Everyone working for the NHS is subject to the Common Law Duty of Confidence. Information provided in confidence will only be used for the purposes advised, with consent given by the patient, unless there are other circumstances covered by the Law. There are other conditions (other than consent) that as an organisation we can use and these are listed under the General Data Protection Regulation Article 6(1)) for personal data (i.e. your name / address) and Article 9 (1)) for sensitive personal data (i.e. race, ethnicity, political opinions, religious or philosophical beliefs, trade union membership, data concerning health or sex life and sexual orientation, genetic data and biometric data where processed to uniquely identify a person. Further details are available here.
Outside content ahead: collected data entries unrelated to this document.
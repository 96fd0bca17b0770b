//! Instruction payloads and builders.

use anchor_lang::prelude::*;
use anchor_lang::solana_program::instruction::{AccountMeta, Instruction};

use crate::codec::{ByteReader, ByteWriter, Memo};
use crate::constants::fee_treasury;
use crate::enums::MspAction;
use crate::errors::ErrorCode;
use crate::pda::*;
use crate::stream::Stream;
use crate::terms::StreamTerms;

/// Payload of `CreateStream`. The bumps are the ones found for the stream,
/// treasury and treasury authority addresses.
#[derive(Debug, Clone, Copy, PartialEq, Eq, Default)]
pub struct CreateStreamParams {
    pub memo: Memo,
    pub beneficiary: Pubkey,
    pub associated_token: Pubkey,
    pub nonce: u64,
    /// Initial deposit, may be zero
    pub funding_amount: u64,
    pub rate_amount: u64,
    pub rate_interval_in_seconds: u64,
    pub start_utc: u64,
    pub cliff_in_seconds: u64,
    pub cliff_vest_amount: u64,
    pub cliff_vest_percent: u64,
    pub auto_pause_in_seconds: u64,
    pub stream_bump: u8,
    pub treasury_bump: u8,
    pub authority_bump: u8,
}

impl CreateStreamParams {
    pub const LEN: usize = 32 * 3 + 8 * 9 + 3;

    pub fn terms(&self) -> StreamTerms {
        StreamTerms {
            memo: self.memo,
            associated_token: self.associated_token,
            rate_amount: self.rate_amount,
            rate_interval_in_seconds: self.rate_interval_in_seconds,
            cliff_in_seconds: self.cliff_in_seconds,
            cliff_vest_amount: self.cliff_vest_amount,
            cliff_vest_percent: self.cliff_vest_percent,
            auto_pause_in_seconds: self.auto_pause_in_seconds,
        }
    }

    fn write(&self, w: &mut ByteWriter) {
        w.bytes32(&self.memo)
            .pubkey(&self.beneficiary)
            .pubkey(&self.associated_token)
            .u64(self.nonce)
            .u64(self.funding_amount)
            .u64(self.rate_amount)
            .u64(self.rate_interval_in_seconds)
            .u64(self.start_utc)
            .u64(self.cliff_in_seconds)
            .u64(self.cliff_vest_amount)
            .u64(self.cliff_vest_percent)
            .u64(self.auto_pause_in_seconds)
            .u8(self.stream_bump)
            .u8(self.treasury_bump)
            .u8(self.authority_bump);
    }

    fn read(r: &mut ByteReader) -> Result<Self> {
        Ok(Self {
            memo: r.bytes32()?,
            beneficiary: r.pubkey()?,
            associated_token: r.pubkey()?,
            nonce: r.u64()?,
            funding_amount: r.u64()?,
            rate_amount: r.u64()?,
            rate_interval_in_seconds: r.u64()?,
            start_utc: r.u64()?,
            cliff_in_seconds: r.u64()?,
            cliff_vest_amount: r.u64()?,
            cliff_vest_percent: r.u64()?,
            auto_pause_in_seconds: r.u64()?,
            stream_bump: r.u8()?,
            treasury_bump: r.u8()?,
            authority_bump: r.u8()?,
        })
    }
}

#[derive(Debug, Clone, Copy, PartialEq, Eq)]
pub enum MspInstruction {
    /// Creates a stream and its treasury, optionally funding it
    ///
    /// 0. `[signer, writable]` The treasurer account
    /// 1. `[writable]` The treasurer token account
    /// 2. `[]` The beneficiary account
    /// 3. `[]` The associated token mint
    /// 4. `[writable]` The stream account
    /// 5. `[writable]` The treasury account
    /// 6. `[]` The treasury authority account
    /// 7. `[writable]` The treasury token account
    /// 8. `[]` The token program
    /// 9. `[]` The system program
    CreateStream(CreateStreamParams),

    /// Adds funds to a stream, resuming it when requested
    ///
    /// 0. `[signer]` The contributor account
    /// 1. `[writable]` The contributor token account
    /// 2. `[writable]` The stream account
    /// 3. `[]` The treasury account
    /// 4. `[writable]` The treasury token account
    /// 5. `[]` The associated token mint
    /// 6. `[]` The token program
    AddFunds { amount: u64, resume: bool },

    /// Withdraws vested funds to the beneficiary
    ///
    /// 0. `[signer]` The beneficiary account
    /// 1. `[writable]` The beneficiary token account
    /// 2. `[writable]` The stream account
    /// 3. `[]` The treasury account
    /// 4. `[]` The treasury authority account
    /// 5. `[writable]` The treasury token account
    /// 6. `[]` The associated token mint
    /// 7. `[]` The token program
    Withdraw { amount: u64 },

    /// 0. `[signer]` The treasurer or the beneficiary
    /// 1. `[writable]` The stream account
    PauseStream,

    /// 0. `[signer]` The treasurer or the beneficiary
    /// 1. `[writable]` The stream account
    ResumeStream,

    /// 0. `[signer]` The treasurer or the beneficiary
    /// 1. `[writable]` The stream account
    ProposeUpdate { terms: StreamTerms },

    /// 0. `[signer]` The counterparty of the pending proposal
    /// 1. `[writable]` The stream account
    AnswerUpdate { approve: bool },

    /// Settles and closes a stream and its treasury
    ///
    /// 0. `[signer, writable]` The treasurer or the beneficiary
    /// 1. `[writable]` The stream account
    /// 2. `[writable]` The treasury account
    /// 3. `[]` The treasury authority account
    /// 4. `[writable]` The treasury token account
    /// 5. `[writable]` The beneficiary token account
    /// 6. `[writable]` The treasurer token account
    /// 7. `[writable]` The treasurer account
    /// 8. `[]` The associated token mint
    /// 9. `[]` The token program
    CloseStream,
}

impl MspInstruction {
    pub fn tag(&self) -> u8 {
        match self {
            MspInstruction::CreateStream(_) => 0,
            MspInstruction::AddFunds { .. } => 1,
            MspInstruction::Withdraw { .. } => 2,
            MspInstruction::PauseStream => 3,
            MspInstruction::ResumeStream => 4,
            MspInstruction::ProposeUpdate { .. } => 5,
            MspInstruction::AnswerUpdate { .. } => 6,
            MspInstruction::CloseStream => 7,
        }
    }

    pub fn action(&self) -> MspAction {
        match self {
            MspInstruction::CreateStream(_) => MspAction::CreateStream,
            MspInstruction::AddFunds { .. } => MspAction::AddFunds,
            MspInstruction::Withdraw { .. } => MspAction::Withdraw,
            MspInstruction::PauseStream => MspAction::PauseStream,
            MspInstruction::ResumeStream => MspAction::ResumeStream,
            MspInstruction::ProposeUpdate { .. } => MspAction::ProposeUpdate,
            MspInstruction::AnswerUpdate { .. } => MspAction::AnswerUpdate,
            MspInstruction::CloseStream => MspAction::CloseStream,
        }
    }

    /// Total payload length for `tag`, the tag byte included.
    pub fn span(tag: u8) -> Result<usize> {
        let span = match tag {
            0 => 1 + CreateStreamParams::LEN,
            1 => 1 + 8 + 1,
            2 => 1 + 8,
            3 | 4 | 7 => 1,
            5 => 1 + StreamTerms::LEN,
            6 => 1 + 1,
            _ => return Err(ErrorCode::UnknownInstruction.into()),
        };
        Ok(span)
    }

    pub fn pack(&self) -> Vec<u8> {
        let tag = self.tag();
        let span = Self::span(tag).unwrap_or(1);
        let mut w = ByteWriter::with_capacity(span);
        w.u8(tag);

        match self {
            MspInstruction::CreateStream(params) => params.write(&mut w),
            MspInstruction::AddFunds { amount, resume } => {
                w.u64(*amount).bool(*resume);
            }
            MspInstruction::Withdraw { amount } => {
                w.u64(*amount);
            }
            MspInstruction::ProposeUpdate { terms } => terms.write(&mut w),
            MspInstruction::AnswerUpdate { approve } => {
                w.bool(*approve);
            }
            MspInstruction::PauseStream
            | MspInstruction::ResumeStream
            | MspInstruction::CloseStream => {}
        }

        w.into_inner()
    }

    pub fn unpack(input: &[u8]) -> Result<Self> {
        let tag = *input.first().ok_or(ErrorCode::MalformedRecord)?;
        let mut r = ByteReader::exact(input, Self::span(tag)?)?;
        r.u8()?;

        Ok(match tag {
            0 => MspInstruction::CreateStream(CreateStreamParams::read(&mut r)?),
            1 => MspInstruction::AddFunds { amount: r.u64()?, resume: r.bool()? },
            2 => MspInstruction::Withdraw { amount: r.u64()? },
            3 => MspInstruction::PauseStream,
            4 => MspInstruction::ResumeStream,
            5 => MspInstruction::ProposeUpdate { terms: StreamTerms::read(&mut r)? },
            6 => MspInstruction::AnswerUpdate { approve: r.bool()? },
            7 => MspInstruction::CloseStream,
            _ => return Err(ErrorCode::UnknownInstruction.into()),
        })
    }
}

/// Builds `CreateStream`. The stream, treasury and authority addresses are
/// derived here and their bumps written into the payload.
pub fn create_stream(
    program_id: &Pubkey,
    treasurer: &Pubkey,
    treasurer_token: &Pubkey,
    mut params: CreateStreamParams,
) -> Result<Instruction> {
    let addresses = StreamAddresses::derive(treasurer, params.nonce, &params.associated_token, program_id)?;
    params.stream_bump = addresses.stream.bump;
    params.treasury_bump = addresses.treasury.bump;
    params.authority_bump = addresses.treasury_authority.bump;

    Ok(Instruction {
        program_id: *program_id,
        accounts: vec![
            AccountMeta::new(*treasurer, true),
            AccountMeta::new(*treasurer_token, false),
            AccountMeta::new_readonly(params.beneficiary, false),
            AccountMeta::new_readonly(params.associated_token, false),
            AccountMeta::new(addresses.stream.address, false),
            AccountMeta::new(addresses.treasury.address, false),
            AccountMeta::new_readonly(addresses.treasury_authority.address, false),
            AccountMeta::new(addresses.treasury_token, false),
            AccountMeta::new_readonly(anchor_spl::token::ID, false),
            AccountMeta::new_readonly(anchor_lang::system_program::ID, false),
            AccountMeta::new(fee_treasury::ID, false),
        ],
        data: MspInstruction::CreateStream(params).pack(),
    })
}

pub fn add_funds(
    program_id: &Pubkey,
    contributor: &Pubkey,
    contributor_token: &Pubkey,
    stream_address: &Pubkey,
    stream: &Stream,
    amount: u64,
    resume: bool,
) -> Result<Instruction> {
    let mint = stream.terms.associated_token;
    let authority = find_treasury_authority_address(&stream.treasury_address, program_id)?;

    Ok(Instruction {
        program_id: *program_id,
        accounts: vec![
            AccountMeta::new(*contributor, true),
            AccountMeta::new(*contributor_token, false),
            AccountMeta::new(*stream_address, false),
            AccountMeta::new_readonly(stream.treasury_address, false),
            AccountMeta::new(treasury_token_address(&authority.address, &mint), false),
            AccountMeta::new_readonly(mint, false),
            AccountMeta::new_readonly(anchor_spl::token::ID, false),
            AccountMeta::new(fee_treasury::ID, false),
            AccountMeta::new_readonly(anchor_lang::system_program::ID, false),
        ],
        data: MspInstruction::AddFunds { amount, resume }.pack(),
    })
}

pub fn withdraw(
    program_id: &Pubkey,
    stream_address: &Pubkey,
    stream: &Stream,
    amount: u64,
) -> Result<Instruction> {
    let mint = stream.terms.associated_token;
    let authority = find_treasury_authority_address(&stream.treasury_address, program_id)?;

    Ok(Instruction {
        program_id: *program_id,
        accounts: vec![
            AccountMeta::new_readonly(stream.beneficiary_address, true),
            AccountMeta::new(stream.beneficiary_associated_token, false),
            AccountMeta::new(*stream_address, false),
            AccountMeta::new_readonly(stream.treasury_address, false),
            AccountMeta::new_readonly(authority.address, false),
            AccountMeta::new(treasury_token_address(&authority.address, &mint), false),
            AccountMeta::new_readonly(mint, false),
            AccountMeta::new_readonly(anchor_spl::token::ID, false),
            AccountMeta::new(fee_treasury_token_address(&mint), false),
        ],
        data: MspInstruction::Withdraw { amount }.pack(),
    })
}

fn stream_party_instruction(
    program_id: &Pubkey,
    initiator: &Pubkey,
    stream_address: &Pubkey,
    instruction: MspInstruction,
) -> Instruction {
    Instruction {
        program_id: *program_id,
        accounts: vec![
            AccountMeta::new_readonly(*initiator, true),
            AccountMeta::new(*stream_address, false),
        ],
        data: instruction.pack(),
    }
}

pub fn pause_stream(program_id: &Pubkey, initiator: &Pubkey, stream_address: &Pubkey) -> Instruction {
    stream_party_instruction(program_id, initiator, stream_address, MspInstruction::PauseStream)
}

pub fn resume_stream(program_id: &Pubkey, initiator: &Pubkey, stream_address: &Pubkey) -> Instruction {
    stream_party_instruction(program_id, initiator, stream_address, MspInstruction::ResumeStream)
}

pub fn propose_update(
    program_id: &Pubkey,
    initiator: &Pubkey,
    stream_address: &Pubkey,
    terms: StreamTerms,
) -> Instruction {
    stream_party_instruction(program_id, initiator, stream_address, MspInstruction::ProposeUpdate { terms })
}

pub fn answer_update(
    program_id: &Pubkey,
    initiator: &Pubkey,
    stream_address: &Pubkey,
    approve: bool,
) -> Instruction {
    stream_party_instruction(program_id, initiator, stream_address, MspInstruction::AnswerUpdate { approve })
}

pub fn close_stream(
    program_id: &Pubkey,
    initiator: &Pubkey,
    stream_address: &Pubkey,
    stream: &Stream,
) -> Result<Instruction> {
    let mint = stream.terms.associated_token;
    let authority = find_treasury_authority_address(&stream.treasury_address, program_id)?;

    Ok(Instruction {
        program_id: *program_id,
        accounts: vec![
            AccountMeta::new(*initiator, true),
            AccountMeta::new(*stream_address, false),
            AccountMeta::new(stream.treasury_address, false),
            AccountMeta::new_readonly(authority.address, false),
            AccountMeta::new(treasury_token_address(&authority.address, &mint), false),
            AccountMeta::new(stream.beneficiary_associated_token, false),
            AccountMeta::new(
                anchor_spl::associated_token::get_associated_token_address(&stream.treasurer_address, &mint),
                false,
            ),
            AccountMeta::new(stream.treasurer_address, false),
            AccountMeta::new_readonly(mint, false),
            AccountMeta::new_readonly(anchor_spl::token::ID, false),
            AccountMeta::new(fee_treasury::ID, false),
            AccountMeta::new(fee_treasury_token_address(&mint), false),
            AccountMeta::new_readonly(anchor_lang::system_program::ID, false),
        ],
        data: MspInstruction::CloseStream.pack(),
    })
}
Under the NHS Confidentiality Code of Conduct, all our staff are also required to protect your information, tell you how your information will be used, and allow you to decide if and how your information can be shared.
Access to identifiable information is strictly controlled and it is only used when it is absolutely necessary to use identifiable information. The Trust will as a general rule of thumb will pseudonymise or anonymise data that is required for non-direct health care purposes. Pseudonymisation is a process that removes the NHS number and any other identifiable information such as name, date of birth or postcode, and replaces it with an artificial identifier, or pseudonym. Data which is pseudonymised is effectively anonymous to the people who receive and hold it but allows the association of multiple events with one patient, allowing us to better understand the experience of patients accessing health services.
In the circumstances where we are required to hold or receive personal information we will only do this if:
- The information is necessary for the direct healthcare of patients
- We have received explicit consent from individuals to be able to use their information for a specific purpose (i.e. employment of staff).
- There is an overriding public interest in using the information e.g. in order to safeguard an individual, or to prevent a serious crime
- There is a legal requirement that will allow us to use or provide information (e.g. a formal court order or legislation, dealing with employee details for example national insurance and PAYE)
- We have permission to do so from the Secretary of State for Health to use certain confidential patient information when it is necessary for our work and whilst changes are made to our systems that ensure de-identified information is used for all purposes other than direct care.
NHS Digital has published a guide to confidentiality in health and social care that explains the various laws and rules about the use and sharing of confidential information.
Why we collect information about you
In carrying out some of services we may collect information about you which helps us respond to your queries. We may keep your information in written form and/or in digital form. The records may include basic details about you, such as your name and address. They may also contain more sensitive information about your health.
How we use the information that we collect
Information from your health record is used to ensure you provide the best possible care. We consider a “record” to be information about providing health which identifies the patient or service user whether they are an adult or a child.